Happy day before Halloween! Check back tomorrow for a link to an article I’m posting about a special traditional celebration that happens during this time of year that honours special family connections!
It’s that time of year again, and I’m going to use a card from the absolutely adorable and amazing “Halloween Tarot” deck to celebrate this final week of October. What do we see here? The six of ghosts (six of cups) with six little ghosties gathered together, and sharing a bit of good will and maybe a few flowers. This card speaks to the power of our deepest points of connection to the parts of your life that inspire you an nurture your soul, that give gifts of love and support.
This card reminds us of the fond associations that stand through time unfaded by the passage of time. I can still remember the unique smell of a bag of trick-or-treat candy; all those commingled chocolates, popcorn balls, and fruit candies, bubble gums and wax fangs mixed together. I remember the smoky and crisp scent of October and how my mom worked on loving, inventive costumes. Just as those kinds of superficial memories endure, so do the energy stamp of people, loved ones, places and time periods that evoke the best part of our real SELVES. This week, no matter how large or small, we can tap into a kind of “family reunion” (either in practical reality or within ourselves) that can help in the present work we’re doing.
This is not sad “nostalgia” over people who can’t be present in your life or chewing on old past relationships but rather really appreciating the most stand out and important eras, people and “touchstones” of your life. Maybe not all those important people are here in the physical world anymore, but those who love you and support you and have helped you in your path are always connected to you.
One thing I love about this card is that the traditional Waite Rider deck shows a pair of children and in this card, the gang is all here! This is a time for joining and reuniting with old (and new!) friends too and exploring those tried and true connections that are most important for you. The cool thing about Kindred Spirits is that they can instantly bring you back to a place of being “home” even if you just met, even if they’re just someone you meet temporarily during a hobby or event. These kindred spirits could even touch your life in simple ways that remind you of what’s important to you this week. If you haven’t been meeting many kindred souls lately, why not? Is there something about that you can change this week?
The six of cups (ghosts) also indicates childlike innocence. The homework could be to come up with some ways in which we can imagine seeing things in a more simple, trusting, playful light. Are we making things much harder than they need to be? Are the answers easier to tap into than we think? Are we viewing someone (or something) with curiosity and simplicity or are we making things extremely complicated with our negative anticipations? What would happen if we imagined a great reunion with all the people who ever shaped us, how would they all be cheering us on now?
Have a wonderful (TREAT FILLED!) week, everyone!
About this deck: The Halloween Tarot by Karin Lee and Kipling West is published by U.S. Games Systems, Inc. and is a 78 card deck featuring Halloween themed images. This deck is really cute and it’s one that many people use all year round.

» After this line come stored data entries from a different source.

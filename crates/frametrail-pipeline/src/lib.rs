//! frametrail-pipeline — the capture/process pipeline orchestrator.
//!
//! A [`Pipeline`] holds resolved configuration, enforces the
//! capturer/uploader exclusivity rule, and drives one capture session per
//! [`Pipeline::run`] call against an injected
//! [`CaptureEngine`](frametrail_engine::CaptureEngine):
//!
//! ```text
//!  set_capturer ──┐                 ┌─► capture_screen            → []
//!  set_uploader ──┼─► Pipeline::run ┼─► capture_and_process_screen → [ImageData…]
//!  set_processor ─┘                 └─► Uploader::upload           → []
//! ```
//!
//! # Quick start
//!
//! ```rust,no_run
//! # async fn example() -> Result<(), frametrail_core::PipelineError> {
//! use std::sync::Arc;
//! use frametrail_core::{CaptureOverrides, ProcessorOverrides};
//! use frametrail_engine::SyntheticEngine;
//! use frametrail_pipeline::Pipeline;
//!
//! let mut pipeline = Pipeline::new(Arc::new(SyntheticEngine::new()));
//! pipeline.set_capturer(CaptureOverrides { fps: Some(2), ..Default::default() })?;
//! pipeline.set_processor(ProcessorOverrides::default());
//!
//! let results = pipeline.run().await?;
//! for data in &results {
//!     println!("[{}] #{} {}", data.timestamp, data.frame_number, data.content);
//! }
//! # Ok(())
//! # }
//! ```

mod pipeline;

pub use pipeline::{Pipeline, Sink};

The images are non-scary and the book gives insight into the traditions and symbolism of the season.
Drawing this one was a lot of fun. Yeah. I admit to having been Whiskers a time or two in my life. When we’re hurting and giving someone else the “silent treatment” it’s usually because we don’t see any other way. We think that we’ve tried to really communicate, and worse, that they just don’t get it, can’t get it, never will get it… and so forget ‘em!!! FOREVER!!!
However, in the midst of all that “I’m done with you forever!” energy, what we really want is for the other person to SEE our pain, to understand the problem. It’s a desperate plea for help. We’re really not letting it go and getting rid of it like we think we are, “Well I don’t have time for this problem in my life… I’m distancing myself from it.” But we’re not really ignoring it like we think we are (we’re chewing on it mentally and emotionally) It just puts it off for later.
The silent treatment is a form of punishment because we want to hurt the other person for how badly they misunderstood us or don’t respect our thoughts. We want to withdraw to the extent that they miss us or feel terrible and are FORCED to change. Unfortunately it’s immature and it punishes ourselves just as much as it punishes them; it injects greater pain and distance into the problem so that it just gets bigger and bigger. It’s a totally ineffective bid for attention. Most of the time your partner will either be closed down and hurt , or just as oblivious as Bob.
What works better? Plain old fashioned communication, making progress more important than our ego, and yes even some forgiveness and apology. It’s funny how we are sometimes afraid to do those very things that will really take care of the problem instead of slapping a band-aid on it because we are afraid it can’t work. But you know what can’t work? The Silent Treatment or any of its friends (punishment, slamming doors in the hopes someone notices you’re mad, etc.)
Being kind to yourself, and loving to yourself sometimes means forgiving others so that you can move forward and be understood.